O filme está sendo divulgado como terror, mas será que é isso mesmo? O roteiro possui algumas camadas bem dramáticas, mas o tom de fantasia gerado a partir do poder especial do garoto acaba possibilitando a realização de terror com jump scare ou cenas perturbadoras, o que eu achei bem interessante tentar mesclar esses tons de drama e terror no longa. Porém, mesmo gostando bastante do diretor Mike Flanagan (o mesmo de Oculus, 2013, e Hush, 2016), ele acaba deslizando em algumas coisas, principalmente no ato final. Fora isso, Mike conduz bem o projeto, acertando muito nas partes de terror e horror e na transição entre sonho e realidade. Ponto positivo para a maioria das cenas do "monstro" do filme, que embora alguns jump scares fossem bem óbvios, algumas coisinhas te agozinham um pouco. 

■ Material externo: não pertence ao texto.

//! Email transport: envelope assembly and provider submission
//!
//! Every send variant converges on [`MimeTransport::dispatch`], which builds
//! the MIME message, hands it to the provider and settles the result into a
//! [`DispatchOutcome`]. Nothing here returns an error to the caller.

use super::message::{AttachmentSource, RenderedMessage};
use super::provider::EmailProvider;
use crate::domain::{Attachment, DispatchOutcome, EmailRequest, FileStream};
use async_trait::async_trait;
use chrono::Utc;
use metrics::counter;
use std::path::{Path, PathBuf};
use std::sync::Arc;
use tracing::{error, info, warn};

/// Addressing and content shared by every send variant
///
/// Empty cc/bcc lists are not added to the message.
#[derive(Debug, Clone, Default, PartialEq, Eq)]
pub struct EmailEnvelope {
    pub to: Vec<String>,
    pub cc: Vec<String>,
    pub bcc: Vec<String>,
    pub subject: String,
    pub body: String,
    pub is_html: bool,
}

impl EmailEnvelope {
    pub fn new(to: Vec<String>, subject: impl Into<String>, body: impl Into<String>) -> Self {
        Self {
            to,
            subject: subject.into(),
            body: body.into(),
            is_html: true,
            ..Default::default()
        }
    }

    /// Address an HTML envelope from a request and its rendered body
    pub fn from_request(request: &EmailRequest, body: String) -> Self {
        Self {
            to: request.recipients.clone(),
            cc: request.cc.clone().unwrap_or_default(),
            bcc: request.bcc.clone().unwrap_or_default(),
            subject: request.subject.clone(),
            body,
            is_html: true,
        }
    }

    pub fn with_cc(mut self, cc: Vec<String>) -> Self {
        self.cc = cc;
        self
    }

    pub fn with_bcc(mut self, bcc: Vec<String>) -> Self {
        self.bcc = bcc;
        self
    }

    pub fn plain_text(mut self) -> Self {
        self.is_html = false;
        self
    }
}

/// Trait for sending assembled emails
#[cfg_attr(test, mockall::automock)]
#[async_trait]
pub trait EmailTransport: Send + Sync {
    /// Send without attachments
    async fn send(&self, envelope: &EmailEnvelope) -> DispatchOutcome;

    /// Attach one local file; an empty path is skipped
    async fn send_with_attachment_path(
        &self,
        envelope: &EmailEnvelope,
        file_path: &Path,
    ) -> DispatchOutcome;

    /// Attach one named stream; an empty name or absent stream is skipped
    async fn send_with_attachment_stream(
        &self,
        envelope: &EmailEnvelope,
        file_name: &str,
        stream: Option<FileStream>,
    ) -> DispatchOutcome;

    async fn send_with_attachment_paths(
        &self,
        envelope: &EmailEnvelope,
        file_paths: &[PathBuf],
    ) -> DispatchOutcome;

    async fn send_with_attachment_streams(
        &self,
        envelope: &EmailEnvelope,
        attachments: Vec<Attachment>,
    ) -> DispatchOutcome;
}

/// Transport that serializes messages with lettre and submits them raw
pub struct MimeTransport<P: EmailProvider> {
    provider: Arc<P>,
    sender: String,
}

impl<P: EmailProvider> MimeTransport<P> {
    pub fn new(provider: Arc<P>, sender: impl Into<String>) -> Self {
        Self {
            provider,
            sender: sender.into(),
        }
    }

    async fn dispatch(
        &self,
        envelope: &EmailEnvelope,
        attachments: Vec<AttachmentSource>,
    ) -> DispatchOutcome {
        let message = RenderedMessage {
            sender: self.sender.clone(),
            to: envelope.to.clone(),
            cc: envelope.cc.clone(),
            bcc: envelope.bcc.clone(),
            subject: envelope.subject.clone(),
            body: envelope.body.clone(),
            is_html: envelope.is_html,
            attachments,
        };

        let raw = match message.serialize().await {
            Ok(raw) => raw,
            Err(e) => {
                error!(error = %e, subject = %envelope.subject, "Failed to build email");
                return record(DispatchOutcome::ClientError);
            }
        };

        let response = match self.provider.send_raw(&raw).await {
            Ok(response) => response,
            Err(e) => {
                error!(
                    error = %e,
                    provider = self.provider.provider_name(),
                    subject = %envelope.subject,
                    "Failed to submit email"
                );
                return record(DispatchOutcome::ClientError);
            }
        };

        let outcome = DispatchOutcome::from_status(response.status);
        let message_id = response.message_id.as_deref().unwrap_or_default();
        let timestamp = Utc::now().to_rfc3339();

        if outcome.is_success() {
            info!(message_id, timestamp = %timestamp, "Email sent");
        } else {
            warn!(
                message_id,
                timestamp = %timestamp,
                status = response.status.as_u16(),
                "Email rejected by provider"
            );
        }

        record(outcome)
    }
}

fn record(outcome: DispatchOutcome) -> DispatchOutcome {
    counter!("courier_emails_sent_total", "outcome" => outcome.as_str()).increment(1);
    outcome
}

#[async_trait]
impl<P: EmailProvider> EmailTransport for MimeTransport<P> {
    async fn send(&self, envelope: &EmailEnvelope) -> DispatchOutcome {
        self.dispatch(envelope, Vec::new()).await
    }

    async fn send_with_attachment_path(
        &self,
        envelope: &EmailEnvelope,
        file_path: &Path,
    ) -> DispatchOutcome {
        self.dispatch(envelope, vec![AttachmentSource::Path(file_path.to_path_buf())])
            .await
    }

    async fn send_with_attachment_stream(
        &self,
        envelope: &EmailEnvelope,
        file_name: &str,
        stream: Option<FileStream>,
    ) -> DispatchOutcome {
        let attachment = Attachment {
            file_name: file_name.to_string(),
            stream,
        };
        self.dispatch(envelope, vec![AttachmentSource::Stream(attachment)])
            .await
    }

    async fn send_with_attachment_paths(
        &self,
        envelope: &EmailEnvelope,
        file_paths: &[PathBuf],
    ) -> DispatchOutcome {
        let sources = file_paths
            .iter()
            .cloned()
            .map(AttachmentSource::Path)
            .collect();
        self.dispatch(envelope, sources).await
    }

    async fn send_with_attachment_streams(
        &self,
        envelope: &EmailEnvelope,
        attachments: Vec<Attachment>,
    ) -> DispatchOutcome {
        let sources = attachments
            .into_iter()
            .map(AttachmentSource::Stream)
            .collect();
        self.dispatch(envelope, sources).await
    }
}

      O grande problema do filme está no ato final, mas não é apenas culpa do diretor. Existem outros profissionais que possam ter contribuído com isso, e creio que parte do elenco e dos roteiristas ajudaram bastante aqui. Para quem viu Room (2015) sabe que Jacob Trembley é um grande nome entre os atores infantis, e aqui ele não dá novamente um show porque o roteiro não ajuda em nada, e principalmente porque seus colegas de trabalho não tem expressão alguma. Katie e Thomas fazem um casal de luto, mas tão de luto que até os espectadores ficam tristes pela falta de carisma e sintonia dos dois. E o roteiro... Tem filmes que uma lição no final se encaixa bem, né? Aqui foi tudo por água abaixo. Alguém dormiu escrevendo os últimos minutos e matou o filme. Para quem viu The Babadook (2014), há no final uma mensagem muito interessante mas que deixa aberto a interpretações; já aqui tudo é muito bem explicado, como se o espectador fosse incapaz de compreender com a narrativa do filme, e a cada frase que alguém falava era uma revirada de olho. Acho que nos dez minutos finais eu acabei me expressando mais do que o casal principal. 

      (ALERTA SPOILER) No clímax, quando Cody está dormindo e tendo pesadelos, Jessie tem que enfrentar o monstro, chamado de Homem Cancro (que original). Antes de tudo isso, Jessie investiga o passado de Cody, cuja mãe morreu e gosta muito de borboletas, e nessa investigação ela descobre uma caixa com objetos da mãe, onde tem uma borboleta de pano. Enfim, Jessie leva essa borboleta consigo, e quando finalmente encontra o Homem Cancro, que tem uma aparência horrível, numa pele cor marrom esverdeada, careca, magro e com profundas olheiras, a moça entrega a digníssima borboleta de pano e abraça o monstro. Ainda no clímax, descobrimos que a mãe do Cody morreu de câncer (oooh!) quando ele era muito novo, e não consegue lembrar muito de sua aparência, mas em sua última visita ao hospital ela estava muito fraca, careca, magra e com olheiras. Pouco antes de acabar aparece o He-Man e diz que os verdadeiros monstros estão dentro da gente e precisamos lutar para vencê-los. A parte do He-Man é mentira, mas a mensagem é essa. Linda, mas não desceu para mim justamente por quebrar com o clímax do filme. 

      O Sono da Morte é um drama com tons de terror e fantasia que possui um clímax desastroso, com uma mensagem bonita mas num tom e no filme errado, e com um elenco lamentável, exceto Trembley. Possui um horror e terror bacanas, mas peca em tantas outras coisas que talvez não valha muito a pena.